とにかく、本当に、<彼女>が可愛かった。
公園でハイボールを飲みつつ、笑いながら手を肩に触れるあざとさ。待ち合わせ場所をビレバンに指定するユーモア。高円寺に迫る太陽に向かって「登ってくんな!」と言い放つ清々しさ。
ホテルのスイートルームで散々はしゃいだ後に「死んでしまいたい」と笑う彼女。<僕>が「全部好き」と伝えた時の切なそうな表情。最後の海で「魔法みたいな時間だったな」とマジックアワーの終わりを実感している<彼女>。
<僕>が好きになった<彼女>が、たしかにそこにいた。<彼女>が持つ魅力が全部そこにあった。正直、笑っている<彼女>を観れただけで、この映画を観て良かったと思えた。
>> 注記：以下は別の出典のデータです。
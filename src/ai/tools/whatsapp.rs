use anyhow::{Error, Result};
use async_trait::async_trait;
use serde::{Deserialize, Serialize};

use super::{failure, parse_args};
use crate::core::config::WhatsAppConfig;
use crate::core::{AppConfig, RetryPolicy};
use crate::openai::{Function, Parameters, Property, ToolCall, ToolType};
use crate::whatsapp::{WhatsAppClient, normalize_phone_number};

const MIN_PHONE_DIGITS: usize = 8;

#[derive(Serialize)]
pub struct SendWhatsAppProps {
    pub phone_number: Property,
    pub message: Property,
    pub account_id: Property,
}

#[derive(Deserialize)]
pub struct SendWhatsAppArgs {
    pub phone_number: String,
    pub message: String,
    pub account_id: Option<String>,
}

#[derive(Serialize)]
pub struct SendWhatsAppMessageTool {
    pub r#type: ToolType,
    pub function: Function<SendWhatsAppProps>,
    #[serde(skip)]
    config: WhatsAppConfig,
    #[serde(skip)]
    policy: RetryPolicy,
}

#[async_trait]
impl ToolCall for SendWhatsAppMessageTool {
    async fn call(&self, args: &str) -> Result<String, Error> {
        let fn_args: SendWhatsAppArgs = match parse_args(args) {
            Ok(a) => a,
            Err(msg) => return Ok(msg),
        };
        tracing::info!("Sending WhatsApp message to {}", fn_args.phone_number);

        let Some(account_id) = fn_args
            .account_id
            .clone()
            .filter(|a| !a.is_empty())
            .or_else(|| self.config.account_id.clone())
        else {
            return Ok(String::from(
                "Error: no WhatsApp account ID configured or provided.",
            ));
        };
        if fn_args.phone_number.trim().is_empty() || fn_args.message.trim().is_empty() {
            return Ok(String::from(
                "Error: a phone number and a message are required.",
            ));
        }

        let phone = normalize_phone_number(&fn_args.phone_number);
        if phone.len() < MIN_PHONE_DIGITS {
            return Ok(format!(
                "Error: phone number '{}' is invalid after normalization: '{}'.",
                fn_args.phone_number, phone
            ));
        }

        let result = match WhatsAppClient::from_config(&self.config, self.policy.clone()) {
            Ok(client) => client.send_message(&account_id, &phone, &fn_args.message).await,
            Err(e) => Err(e),
        };
        match result {
            Ok(chat) => match chat.chat_id {
                Some(chat_id) => Ok(format!(
                    "WhatsApp message sent to {}. Chat ID: {}",
                    phone, chat_id
                )),
                None => Ok(String::from("WhatsApp message sent, but no chat ID was returned.")),
            },
            Err(e) => Ok(failure("sending the WhatsApp message", &e)),
        }
    }

    fn function_name(&self) -> String {
        self.function.name.clone()
    }
}

impl SendWhatsAppMessageTool {
    pub fn new(config: &AppConfig) -> Self {
        let function = Function {
            name: String::from("send_whatsapp_message"),
            description: String::from("Send a WhatsApp message to a phone number."),
            parameters: Parameters {
                r#type: String::from("object"),
                properties: SendWhatsAppProps {
                    phone_number: Property::new(
                        "string",
                        "Recipient phone number, international format recommended.",
                    ),
                    message: Property::new("string", "Text of the message."),
                    account_id: Property::new(
                        "string",
                        "WhatsApp account ID to send from (defaults to the configured account).",
                    ),
                },
                required: vec![String::from("phone_number"), String::from("message")],
                additional_properties: false,
            },
            strict: false,
        };
        Self {
            r#type: ToolType::Function,
            function,
            config: config.whatsapp.clone(),
            policy: config.retry.messaging.clone(),
        }
    }
}

#[derive(Serialize)]
pub struct ReplyWhatsAppProps {
    pub chat_id: Property,
    pub message: Property,
}

#[derive(Deserialize)]
pub struct ReplyWhatsAppArgs {
    pub chat_id: String,
    pub message: String,
}

#[derive(Serialize)]
pub struct ReplyWhatsAppChatTool {
    pub r#type: ToolType,
    pub function: Function<ReplyWhatsAppProps>,
    #[serde(skip)]
    config: WhatsAppConfig,
    #[serde(skip)]
    policy: RetryPolicy,
}

#[async_trait]
impl ToolCall for ReplyWhatsAppChatTool {
    async fn call(&self, args: &str) -> Result<String, Error> {
        let fn_args: ReplyWhatsAppArgs = match parse_args(args) {
            Ok(a) => a,
            Err(msg) => return Ok(msg),
        };
        tracing::info!("Replying to WhatsApp chat {}", fn_args.chat_id);

        if self.config.account_id.is_none() {
            return Ok(String::from(
                "Error: no default WhatsApp account ID configured.",
            ));
        }
        if fn_args.chat_id.trim().is_empty() || fn_args.message.trim().is_empty() {
            return Ok(String::from("Error: a chat ID and a message are required."));
        }

        let result = match WhatsAppClient::from_config(&self.config, self.policy.clone()) {
            Ok(client) => client.reply_to_chat(&fn_args.chat_id, &fn_args.message).await,
            Err(e) => Err(e),
        };
        match result {
            Ok(sent) => match sent.id {
                Some(id) => Ok(format!(
                    "Reply sent to WhatsApp chat {}. Message ID: {}",
                    fn_args.chat_id, id
                )),
                None => Ok(String::from("WhatsApp reply sent, but no message ID was returned.")),
            },
            Err(e) => Ok(failure("replying to the WhatsApp chat", &e)),
        }
    }

    fn function_name(&self) -> String {
        self.function.name.clone()
    }
}

impl ReplyWhatsAppChatTool {
    pub fn new(config: &AppConfig) -> Self {
        let function = Function {
            name: String::from("reply_whatsapp_chat"),
            description: String::from("Reply in an existing WhatsApp chat."),
            parameters: Parameters {
                r#type: String::from("object"),
                properties: ReplyWhatsAppProps {
                    chat_id: Property::new("string", "ID of the WhatsApp chat to reply to."),
                    message: Property::new("string", "Text of the reply."),
                },
                required: vec![String::from("chat_id"), String::from("message")],
                additional_properties: false,
            },
            strict: true,
        };
        Self {
            r#type: ToolType::Function,
            function,
            config: config.whatsapp.clone(),
            policy: config.retry.messaging.clone(),
        }
    }
}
同時に<彼女>のことを嫌いな人も多くなってしまうんだろうなという予感がした。<彼女>が何を思って<僕>と過ごしていたのか判明する場面が小説でも映画でも無くて、そこの説明が無いことに納得しない人も一定数いる気がしている。
あの「よいお年を」の言い方はズルいよ尚人…
その他の登場人物についても納得のいくキャスティングばかりで、安心して観ることができた。カッコよすぎると心配していた北村匠海は<僕>のナヨナヨした感じが出てたし、リアリティというか、この映画を観て「彼らは本当に存在してくれてたんだな」と思えたのは北村匠海が<僕>になってくれていたからだ。
石田と黒澤と中山さんも良かった。石田は想像していたよりも悪い奴では無かったし、黒澤みたいな同期がいたら絶対楽しい。人種が違うと言われてた中山さんが、<僕>が復職した時に過剰に心配していたのには少しキュンとしてしまった。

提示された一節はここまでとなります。